AI Article Synopsis

  • Previous studies noted decreased right ventricular (RV) motion after cardiac surgery, but the long-term effects on both RV and left ventricular (LV) movement were not fully understood.
  • This study examined the longitudinal function of both ventricles in post-surgery patients using echocardiography, comparing results with those who hadn’t undergone surgery.
  • The findings revealed significant reductions in LV global longitudinal strain and RV parameters in the surgery group despite normal ejection fractions, indicating that even years after surgery, biventricular motion is affected and should be interpreted carefully.

Article Abstract

Previous studies have indicated a reduction in right ventricular (RV) longitudinal motion after cardiac surgery. However, the long-term effect of cardiac surgery on longitudinal motion and the involvement of left ventricular (LV) motion remains unclear.
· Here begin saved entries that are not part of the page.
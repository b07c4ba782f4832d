mod common;

use anyhow::Result;
use common::{StandardCustomers, db_path, form, test_service};
use ryugaku::application::{AppError, CustomerService, DashboardReport};
use ryugaku::domain::{AmountProblem, PaymentStatus, aggregate, parse_customers_json};
use sqlx::SqlitePool;

#[tokio::test]
async fn test_dashboard_totals_and_counselors() -> Result<()> {
    let (service, _temp) = test_service().await?;
    StandardCustomers::create(&service).await?;

    let dashboard = service.dashboard().await?;
    let report = &dashboard.report;

    assert_eq!(dashboard.customer_count, 4);
    assert_eq!(report.total_revenue, 1_150_000);
    assert_eq!(report.total_profit, 205_000);

    let counselors: Vec<(&str, i128)> = report
        .profit_by_counselor
        .iter()
        .map(|e| (e.counselor.as_str(), e.profit))
        .collect();
    assert_eq!(
        counselors,
        vec![("Sato", 125_000), ("Tanaka", 50_000), ("", 30_000)]
    );

    // Every fixture leaves amount_paid_to_school empty
    assert_eq!(dashboard.issues.len(), 4);
    assert!(
        dashboard
            .issues
            .iter()
            .all(|i| i.field == "amount_paid_to_school" && i.problem == AmountProblem::Missing)
    );

    Ok(())
}

#[tokio::test]
async fn test_dashboard_on_empty_database() -> Result<()> {
    let (service, _temp) = test_service().await?;

    let dashboard = service.dashboard().await?;
    assert_eq!(dashboard.customer_count, 0);
    assert_eq!(dashboard.report.total_revenue, 0);
    assert_eq!(dashboard.report.total_profit, 0);
    assert!(dashboard.report.profit_by_counselor.is_empty());
    assert!(!dashboard.has_issues());

    Ok(())
}

#[tokio::test]
async fn test_dashboard_is_recomputed_after_create() -> Result<()> {
    let (service, _temp) = test_service().await?;
    StandardCustomers::create(&service).await?;
    let before = service.dashboard().await?;

    service
        .create_customer(form("Eve", "Kato", "80000", "8000", PaymentStatus::UNPAID))
        .await?;
    let after = service.dashboard().await?;

    assert_eq!(after.customer_count, before.customer_count + 1);
    assert_eq!(after.report.total_revenue, before.report.total_revenue + 80_000);
    assert_eq!(after.report.profit_by_counselor.get("Kato"), Some(8_000));
    assert_eq!(
        after.report.profit_by_counselor.counselors().last(),
        Some("Kato")
    );

    Ok(())
}

#[tokio::test]
async fn test_dashboard_is_deterministic() -> Result<()> {
    let (service, _temp) = test_service().await?;
    StandardCustomers::create(&service).await?;

    let first = service.dashboard().await?;
    let second = service.dashboard().await?;
    assert_eq!(first, second);
    assert_eq!(serde_json::to_string(&first)?, serde_json::to_string(&second)?);

    Ok(())
}

#[tokio::test]
async fn test_corrupted_amounts_do_not_abort_report() -> Result<()> {
    let (service, temp) = test_service().await?;
    let created = StandardCustomers::create(&service).await?;

    // Write values the application itself would never store
    let pool = SqlitePool::connect(&format!("sqlite:{}", db_path(&temp))).await?;
    sqlx::query("UPDATE customers SET agency_profit = 'NaN' WHERE id = ?")
        .bind(created[0].id)
        .execute(&pool)
        .await?;
    sqlx::query("UPDATE customers SET total_amount_received = NULL WHERE id = ?")
        .bind(created[1].id)
        .execute(&pool)
        .await?;
    sqlx::query("UPDATE customers SET agency_profit = 12.5 WHERE id = ?")
        .bind(created[2].id)
        .execute(&pool)
        .await?;
    pool.close().await;

    let dashboard = service.dashboard().await?;
    let report = &dashboard.report;

    // Alice's profit, Bob's revenue and Alan's profit now count as zero
    assert_eq!(report.total_revenue, 500_000 + 200_000 + 150_000);
    assert_eq!(report.total_profit, 50_000 + 30_000);
    assert_eq!(report.profit_by_counselor.get("Sato"), Some(0));
    assert_eq!(report.profit_by_counselor.len(), 3);

    let flagged: Vec<(i64, &str)> = dashboard
        .issues
        .iter()
        .filter(|i| i.field != "amount_paid_to_school")
        .map(|i| (i.customer_id, i.field))
        .collect();
    assert_eq!(
        flagged,
        vec![
            (created[0].id, "agency_profit"),
            (created[1].id, "total_amount_received"),
            (created[2].id, "agency_profit"),
        ]
    );

    Ok(())
}

#[tokio::test]
async fn test_text_amounts_in_store_are_parsed() -> Result<()> {
    let (service, temp) = test_service().await?;
    let created = service
        .create_customer(form("Fay", "Sato", "0", "0", ""))
        .await?;

    let pool = SqlitePool::connect(&format!("sqlite:{}", db_path(&temp))).await?;
    sqlx::query("UPDATE customers SET agency_profit = '12,000' WHERE id = ?")
        .bind(created.id)
        .execute(&pool)
        .await?;
    pool.close().await;

    let report = service.dashboard().await?.report;
    assert_eq!(report.total_profit, 12_000);

    Ok(())
}

#[tokio::test]
async fn test_out_of_range_stored_amount_is_an_error() -> Result<()> {
    let (service, temp) = test_service().await?;
    let created = StandardCustomers::create(&service).await?;

    let pool = SqlitePool::connect(&format!("sqlite:{}", db_path(&temp))).await?;
    sqlx::query("UPDATE customers SET agency_profit = '99999999999999999999' WHERE id = ?")
        .bind(created[1].id)
        .execute(&pool)
        .await?;
    pool.close().await;

    let result = service.dashboard().await;
    assert!(matches!(result, Err(AppError::Database(_))));
    assert!(matches!(
        service.get_customer(created[1].id).await,
        Err(AppError::Database(_))
    ));

    // Other records remain readable
    assert_eq!(service.get_customer(created[0].id).await?, created[0]);

    Ok(())
}

#[tokio::test]
async fn test_connect_reads_existing_database() -> Result<()> {
    let (service, temp) = test_service().await?;
    StandardCustomers::create(&service).await?;
    drop(service);

    let reopened = CustomerService::connect(&db_path(&temp)).await?;
    assert_eq!(reopened.dashboard().await?.report.total_profit, 205_000);

    Ok(())
}

#[test]
fn test_dashboard_from_json_snapshot() {
    let json = r#"[
        {"id": 1, "name": "A", "assigned_to": "A", "total_amount_received": 1000, "agency_profit": 100},
        {"id": 2, "name": "B", "assigned_to": "B", "total_amount_received": 500, "agency_profit": 50},
        {"id": 3, "name": "C", "assigned_to": "A", "total_amount_received": "250", "agency_profit": 25}
    ]"#;

    let customers = parse_customers_json(json).unwrap();
    let dashboard = DashboardReport::build(&customers);

    assert_eq!(dashboard.report, aggregate(&customers));
    assert_eq!(dashboard.report.total_revenue, 1750);
    assert_eq!(dashboard.report.profit_by_counselor.get("A"), Some(125));
    assert_eq!(dashboard.report.profit_by_counselor.get("B"), Some(50));
}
Therefore, this study aimed to comprehensively investigate the longitudinal function of the right ventricle and left ventricle in patients who underwent cardiac surgery. The study included patients who underwent comprehensive transthoracic echocardiography with 3-dimensional RV data sets. By propensity score matching of the clinical and echocardiographic variables, including LV and RV ejection fraction, the echocardiographic parameters were compared between patients with and without a history of cardiac surgery (the surgery and nonsurgery groups, respectively). In this study, the surgery group had significantly lower LV global longitudinal strain values than the nonsurgery group, despite having similar LV ejection fraction. The tricuspid annular plane systolic excursion (TAPSE), tricuspid annular velocity, and RV free wall longitudinal strain were also significantly smaller in the surgery group, whereas the RV ejection fraction was comparable between the 2 groups. In addition, a subgroup analysis based on the time from previous surgery to transthoracic echocardiography (≤1 and >1 year) revealed that TAPSE was reduced in both postoperative phases. In conclusion, LV and RV longitudinal parameters were reduced after cardiac surgery, despite preserved LV and RV global functions. Moreover, TAPSE was reduced even after a long time after cardiac surgery. These findings emphasize the need for careful interpretation of biventricular longitudinal motion in patients with a history of cardiac surgery.